## ACTION ITEM
Go through the records line by line and work out how many lines hold the word "called". Answer with the number only.
((
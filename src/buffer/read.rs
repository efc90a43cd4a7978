//! Striped lossy read buffer.
//!
//! Cache hits are recorded by offering the key hash to this buffer — one
//! CAS plus one atomic store, no mutex. The maintenance pass drains the
//! buffer and replays the hashes into the policy, which updates both the
//! frequency sketch and the recency queues.
//!
//! ## Design
//!
//! The buffer holds a power-of-two number of independent ring stripes,
//! sized from the machine's available parallelism. Each calling thread is
//! permanently assigned one stripe via a thread-local index so threads
//! rarely collide on the same stripe's reservation counter.
//!
//! Losses are tolerated by design: the read buffer is a hint, not a
//! ledger. A full stripe drops the record and tells the caller to schedule
//! a drain; a reservation race drops the record outright.
//!
//! ## Known race
//!
//! A producer reserves a slot with a CAS and publishes the hash with a
//! separate store. A concurrent drain may read a reserved slot before the
//! hash lands, observing 0 (the "empty" sentinel); such slots are skipped
//! and the record is lost. The race is bounded to at most one slot per
//! stripe per drain.

use std::sync::atomic::{AtomicU64, AtomicUsize, Ordering};

/// Capacity of each stripe's ring. Power of two.
const STRIPE_CAPACITY: usize = 16;

/// Global counter used to assign a stable stripe to each thread.
static STRIPE_COUNTER: AtomicUsize = AtomicUsize::new(0);

thread_local! {
    /// The stripe ticket for the current thread. Assigned once on first use;
    /// reduced modulo the stripe count at offer time.
    static THREAD_TICKET: usize = STRIPE_COUNTER.fetch_add(1, Ordering::Relaxed);
}

/// Outcome of an [`offer`](StripedReadBuffer::offer).
#[derive(Clone, Copy, Debug, PartialEq, Eq)]
pub(crate) enum OfferResult {
    /// The record was accepted.
    Added,
    /// The stripe is saturated; the record was dropped. The caller should
    /// schedule a maintenance drain.
    Full,
    /// Another thread won the slot reservation; the record was dropped.
    /// No retry is required.
    Failed,
}

// ---------------------------------------------------------------------------
// Stripe
// ---------------------------------------------------------------------------

/// One fixed-capacity ring stripe.
///
/// Padded to a cache line so neighbouring stripes don't false-share.
#[repr(align(64))]
struct Stripe {
    /// Hash slots. 0 is the sentinel for "not yet published".
    slots: [AtomicU64; STRIPE_CAPACITY],
    /// Number of reservations made. May exceed `STRIPE_CAPACITY` while the
    /// stripe waits for a drain.
    reserved: AtomicUsize,
}

impl Stripe {
    fn new() -> Self {
        Stripe {
            slots: std::array::from_fn(|_| AtomicU64::new(0)),
            reserved: AtomicUsize::new(0),
        }
    }

    /// Attempts to record `h` with a single reservation CAS.
    #[inline]
    fn offer(&self, h: u64) -> OfferResult {
        let i = self.reserved.load(Ordering::Relaxed);
        if i >= STRIPE_CAPACITY {
            return OfferResult::Full;
        }
        match self
            .reserved
            .compare_exchange(i, i + 1, Ordering::Relaxed, Ordering::Relaxed)
        {
            Ok(_) => {
                // Release pairs with the Acquire swap in `drain`.
                self.slots[i].store(h, Ordering::Release);
                OfferResult::Added
            }
            Err(_) => OfferResult::Failed,
        }
    }

    /// Drains all published hashes into `out` and resets the stripe.
    ///
    /// Must be called by one thread at a time (the maintenance pass).
    fn drain(&self, out: &mut Vec<u64>) {
        let n = self.reserved.swap(0, Ordering::AcqRel).min(STRIPE_CAPACITY);
        for slot in &self.slots[..n] {
            // swap(0) clears the slot so a reservation whose store lands
            // after this point is picked up by the next drain instead.
            let h = slot.swap(0, Ordering::AcqRel);
            if h != 0 {
                out.push(h);
            }
        }
    }

    #[inline]
    fn is_full(&self) -> bool {
        self.reserved.load(Ordering::Relaxed) >= STRIPE_CAPACITY
    }
}

// ---------------------------------------------------------------------------
// StripedReadBuffer
// ---------------------------------------------------------------------------

/// A lock-free, lossy, striped buffer of recently-read key hashes.
pub(crate) struct StripedReadBuffer {
    stripes: Box<[Stripe]>,
    /// Always `stripes.len() - 1`; the stripe count is a power of two.
    mask: usize,
}

impl StripedReadBuffer {
    /// Creates a buffer with `4 × next_power_of_two(parallelism)` stripes.
    pub(crate) fn new() -> Self {
        let parallelism = std::thread::available_parallelism()
            .map(|n| n.get())
            .unwrap_or(1);
        Self::with_stripes(4 * parallelism.next_power_of_two())
    }

    fn with_stripes(count: usize) -> Self {
        let count = count.next_power_of_two();
        StripedReadBuffer {
            stripes: (0..count).map(|_| Stripe::new()).collect(),
            mask: count - 1,
        }
    }

    /// Offers a key hash to the calling thread's stripe.
    ///
    /// Hot-path call site: one CAS and one store, no mutex.
    #[inline]
    pub(crate) fn offer(&self, h: u64) -> OfferResult {
        let ticket = THREAD_TICKET.with(|t| *t);
        self.stripes[ticket & self.mask].offer(h)
    }

    /// Returns `true` if any stripe has reached capacity, signalling that a
    /// drain should happen soon.
    #[inline]
    pub(crate) fn should_drain(&self) -> bool {
        self.stripes.iter().any(Stripe::is_full)
    }

    /// Drains every stripe into `out`, in stripe order.
    ///
    /// Must be called by a single thread at a time.
    pub(crate) fn drain(&self, out: &mut Vec<u64>) {
        for stripe in self.stripes.iter() {
            stripe.drain(out);
        }
    }
}

// ---------------------------------------------------------------------------
// Tests
// ---------------------------------------------------------------------------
))
## EXERCISE RESULT
2